I've never really understood Bjork. I hear she was a big star on whatever planet she comes from. But besides the novelty of watching a space alien sing unintelligible music and play symbolic martyrs in mostly unwatchable anti-American polemics by perplexingly and pretentiously brilliant directors, I've never owned a Bjork album, and I have no desire to. My interest in Iceland extends only Sigur Ros and the original Mega Man villain "Ice Man" (who retired to Iceland in the elaborately constructed fan fiction of my imagination). Vanilla Ice, the most ridiculous person to become popular in the last twenty years, is not from Iceland, but from (probably) a Los Angeles suburb. And I do like Ice, but not when it melts.

That said, thanks to Ben Roberts, I do own the Michel Gondry video collection. Bjork was the perfect playpiece for Gondry and his kooky brand of the surreal three to five minute theater. Gondry has been described as a "precocious visionary" - and those terms are often yoked with "occasionally annoying," which he is.

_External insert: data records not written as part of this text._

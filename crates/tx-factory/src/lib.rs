//! # tx-factory
//!
//! Client-side construction of Cosmos-style transactions.
//!
//! A [`Factory`] takes a bundle of [`TxParameters`] and a list of messages
//! and turns them into an encoded, signed `TxRaw`:
//!
//! 1. resolve the sending account's number and sequence
//! 2. assemble an unsigned [`TxBuilder`] and validate the configuration
//! 3. optionally estimate gas by simulating against a node
//! 4. compute sign bytes for the chosen [`SignMode`] and sign each signer
//!
//! ## Quick Start
//!
//! ```rust,no_run
//! use std::sync::Arc;
//! use tx_factory::client::RestClient;
//! use tx_factory::config::{NodeConfig, TxConfig};
//! use tx_factory::keyring::MemoryKeyring;
//! use tx_factory::tx::{AnyMsg, Msg};
//! use tx_factory::types::Bech32Codec;
//! use tx_factory::Factory;
//!
//! #[tokio::main]
//! async fn main() -> anyhow::Result<()> {
//!     let keyring = Arc::new(MemoryKeyring::new());
//!     keyring.import_mnemonic("alice", "...")?;
//!
//!     let codec = Arc::new(Bech32Codec::new("cosmos"));
//!     let config: TxConfig = serde_json::from_str(
//!         r#"{"from": "alice", "chain-id": "demo", "gas": "auto",
//!             "gas-prices": "0.025uatom", "sign-mode": "direct"}"#,
//!     )?;
//!     let params = config.to_params(codec.as_ref())?;
//!
//!     let node = Arc::new(RestClient::new(NodeConfig::local())?);
//!     let mut factory = Factory::new(keyring, node.clone(), node, codec, params);
//!
//!     let msg = AnyMsg::new("/cosmos.bank.v1beta1.MsgSend", vec![], vec!["cosmos1...".into()]);
//!     let tx = factory.build_signed_tx(&[&msg as &dyn Msg]).await?;
//!     println!("tx bytes: {}", hex::encode(tx.encode()));
//!     Ok(())
//! }
//! ```
//!
//! ## Modules
//!
//! - [`tx`] - The factory, transaction builder, sign modes and wire types
//! - [`client`] - Account resolution and simulation against a node
//! - [`keyring`] - Key storage and signing
//! - [`types`] - Coins and address codecs
//! - [`config`] - Node and transaction configuration
//! - [`retry`] - Retry policy for the REST transport

#![forbid(unsafe_code)]
#![warn(
    missing_docs,
    missing_debug_implementations,
    rust_2018_idioms,
    unreachable_pub
)]

pub mod client;
pub mod config;
pub mod error;
pub mod keyring;
pub mod retry;
pub mod tx;
pub mod types;

// Re-export main entry points
pub use error::{TransportError, TxError, TxResult};
pub use tx::{Factory, Msg, SignMode, TxBuilder, TxParameters};

// Re-export commonly used types
pub use types::{Coin, DecCoin};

This Onion article probably describes it best.

Michel Gondry Entertained For Days By New Cardboard Box

Most of Gondry's Bjork videos involve ponds, gorillas, children, or Iceland and, of course, Bjork - yammering about God-knows-what and often playing with a leaf. So all these backhanded compliments lead up to the following statement: I think that Bjork and Gondry are responsible for the greatest music video ever made.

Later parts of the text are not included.